Several research institutes have expressed optimism over this year’s prospects for the information technology and telecoms market, including the global cellphone, cloud-computing products and value-added services.
Global shipments of cellphones are expected to grow 12 percent to 1.33 billion units this year, with shipments of smartphones forecast to grow by 30 percent to 235 million units, a forecast made last month by Topology Research Institute (TRI) showed.
TRI researcher Chen Wei-hang (陳緯航) said that emerging markets, particularly China and India, would be the main pillars of growth in shipments.
Chen said the Asia-Pacific region would be the fastest-growing market for cellphones this year and would become a major target for the marketing of lower-level cellphones.
Anticipated 3G handset replacement purchases in cities on China’s southeastern coast, and strong demand from farm villages for extra-low-price models, will help bolster the growth of the market, Chen said.

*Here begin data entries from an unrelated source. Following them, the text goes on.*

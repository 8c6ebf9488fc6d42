//! Metric registry that stores the latest value of each gauge series.

use std::collections::{BTreeMap, HashMap};
use std::fmt::Write;
use std::sync::Arc;

use parking_lot::RwLock;
use thiserror::Error;
use tracing::trace;

use crate::mapping::{MetricDef, MetricSampleSet, REDASH_METRICS};

/// Registry errors.
#[derive(Debug, Error, PartialEq, Eq)]
pub enum RegistryError {
    #[error("Metric already registered: {0}")]
    Duplicate(String),
    #[error("Unknown metric: {0}")]
    UnknownMetric(String),
    #[error("Metric {name} expects {expected} label value(s), got {got}")]
    LabelMismatch {
        name: String,
        expected: usize,
        got: usize,
    },
}

/// A declared gauge and its series.
#[derive(Debug, Clone)]
struct MetricFamily {
    name: String,
    help: String,
    label_names: Vec<String>,
    /// Values keyed by label values, positionally matching `label_names`.
    series: BTreeMap<Vec<String>, f64>,
}

impl MetricFamily {
    fn check_labels(&self, label_values: &[String]) -> Result<(), RegistryError> {
        if label_values.len() != self.label_names.len() {
            return Err(RegistryError::LabelMismatch {
                name: self.name.clone(),
                expected: self.label_names.len(),
                got: label_values.len(),
            });
        }
        Ok(())
    }
}

/// Thread-safe gauge registry.
///
/// Metrics are declared once, then written by the poller and rendered by the
/// scrape handler. Series are overwritten in place and never removed.
#[derive(Debug, Default)]
pub struct MetricRegistry {
    /// Families in declaration order.
    families: RwLock<Vec<MetricFamily>>,
    /// Family position by name. Only modified during declaration.
    index: HashMap<String, usize>,
}

impl MetricRegistry {
    /// Create an empty registry.
    pub fn new() -> Self {
        Self::default()
    }

    /// Create a registry with every Redash gauge declared.
    pub fn with_redash_metrics() -> Result<Self, RegistryError> {
        let mut registry = Self::new();
        for def in REDASH_METRICS {
            registry.register_def(def)?;
        }
        Ok(registry)
    }

    /// Declare a gauge.
    pub fn register(
        &mut self,
        name: &str,
        help: &str,
        label_names: &[&str],
    ) -> Result<(), RegistryError> {
        if self.index.contains_key(name) {
            return Err(RegistryError::Duplicate(name.to_string()));
        }

        let families = self.families.get_mut();
        self.index.insert(name.to_string(), families.len());
        families.push(MetricFamily {
            name: name.to_string(),
            help: help.to_string(),
            label_names: label_names.iter().map(|l| l.to_string()).collect(),
            series: BTreeMap::new(),
        });

        Ok(())
    }

    /// Declare a gauge from its static definition.
    pub fn register_def(&mut self, def: &MetricDef) -> Result<(), RegistryError> {
        self.register(def.name, def.help, def.labels)
    }

    /// Set the value of one series.
    pub fn set(&self, name: &str, label_values: &[&str], value: f64) -> Result<(), RegistryError> {
        let position = self.position(name)?;
        let label_values: Vec<String> = label_values.iter().map(|v| v.to_string()).collect();

        let mut families = self.families.write();
        let family = &mut families[position];
        family.check_labels(&label_values)?;
        family.series.insert(label_values, value);

        Ok(())
    }

    /// Write a whole sample set under a single lock.
    ///
    /// Every sample is validated before anything is written, so a bad sample
    /// leaves the registry untouched.
    pub fn apply(&self, samples: &MetricSampleSet) -> Result<usize, RegistryError> {
        let mut families = self.families.write();

        let mut updates = Vec::with_capacity(samples.len());
        for sample in samples.iter() {
            let position = self.position(sample.name)?;
            families[position].check_labels(&sample.label_values)?;
            updates.push((position, sample));
        }

        for (position, sample) in &updates {
            families[*position]
                .series
                .insert(sample.label_values.clone(), sample.value);
        }

        trace!(count = updates.len(), "Applied samples to registry");
        Ok(updates.len())
    }

    /// Current value of a series.
    pub fn get(&self, name: &str, label_values: &[&str]) -> Option<f64> {
        let position = self.index.get(name)?;
        let key: Vec<String> = label_values.iter().map(|v| v.to_string()).collect();
        self.families.read()[*position].series.get(&key).copied()
    }

    /// Number of declared metrics.
    pub fn metric_count(&self) -> usize {
        self.index.len()
    }

    /// Number of series holding a value.
    pub fn series_count(&self) -> usize {
        self.families.read().iter().map(|f| f.series.len()).sum()
    }

    /// True until the first value is written.
    pub fn is_empty(&self) -> bool {
        self.series_count() == 0
    }

    /// Render all series in Prometheus exposition format.
    ///
    /// Metrics without any series are omitted.
    pub fn render(&self) -> String {
        let families = self.families.read();
        let mut output = String::with_capacity(families.len() * 128);

        for family in families.iter() {
            if family.series.is_empty() {
                continue;
            }

            writeln!(output, "# HELP {} {}", family.name, escape_help(&family.help)).ok();
            writeln!(output, "# TYPE {} gauge", family.name).ok();

            for (label_values, value) in &family.series {
                writeln!(
                    output,
                    "{}{} {}",
                    family.name,
                    format_labels(&family.label_names, label_values),
                    format_value(*value)
                )
                .ok();
            }
        }

        output
    }

    fn position(&self, name: &str) -> Result<usize, RegistryError> {
        self.index
            .get(name)
            .copied()
            .ok_or_else(|| RegistryError::UnknownMetric(name.to_string()))
    }
}

/// Create a shareable registry handle.
pub type SharedRegistry = Arc<MetricRegistry>;

/// Escape special characters in label values.
fn escape_label_value(value: &str) -> String {
    let mut result = String::with_capacity(value.len());
    for c in value.chars() {
        match c {
            '\\' => result.push_str("\\\\"),
            '"' => result.push_str("\\\""),
            '\n' => result.push_str("\\n"),
            _ => result.push(c),
        }
    }
    result
}

/// Escape special characters in HELP text.
fn escape_help(help: &str) -> String {
    help.replace('\\', "\\\\").replace('\n', "\\n")
}

/// Format a floating point value for Prometheus.
fn format_value(value: f64) -> String {
    if value.is_nan() {
        "NaN".to_string()
    } else if value.is_infinite() {
        if value.is_sign_positive() {
            "+Inf".to_string()
        } else {
            "-Inf".to_string()
        }
    } else if value.fract() == 0.0 {
        format!("{:.0}", value)
    } else {
        format!("{}", value)
    }
}

/// Format labels for Prometheus exposition format.
fn format_labels(names: &[String], values: &[String]) -> String {
    if names.is_empty() {
        return String::new();
    }

    let parts: Vec<String> = names
        .iter()
        .zip(values)
        .map(|(k, v)| format!("{}=\"{}\"", k, escape_label_value(v)))
        .collect();

    format!("{{{}}}", parts.join(","))
}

India, meanwhile, is entering a stage of high-speed expansion. The number of cellphone users is expected to continue growing, following the completion of a number of telecommunication infrastructure projects in second and third-tier cities, Chen said.
In Taiwan, as the market for cellphone users has reached saturation, local telecoms companies are looking to value-added sales in both the domestic and Chinese markets, such as providing e-books for cellphones, as well as low-price smartphones.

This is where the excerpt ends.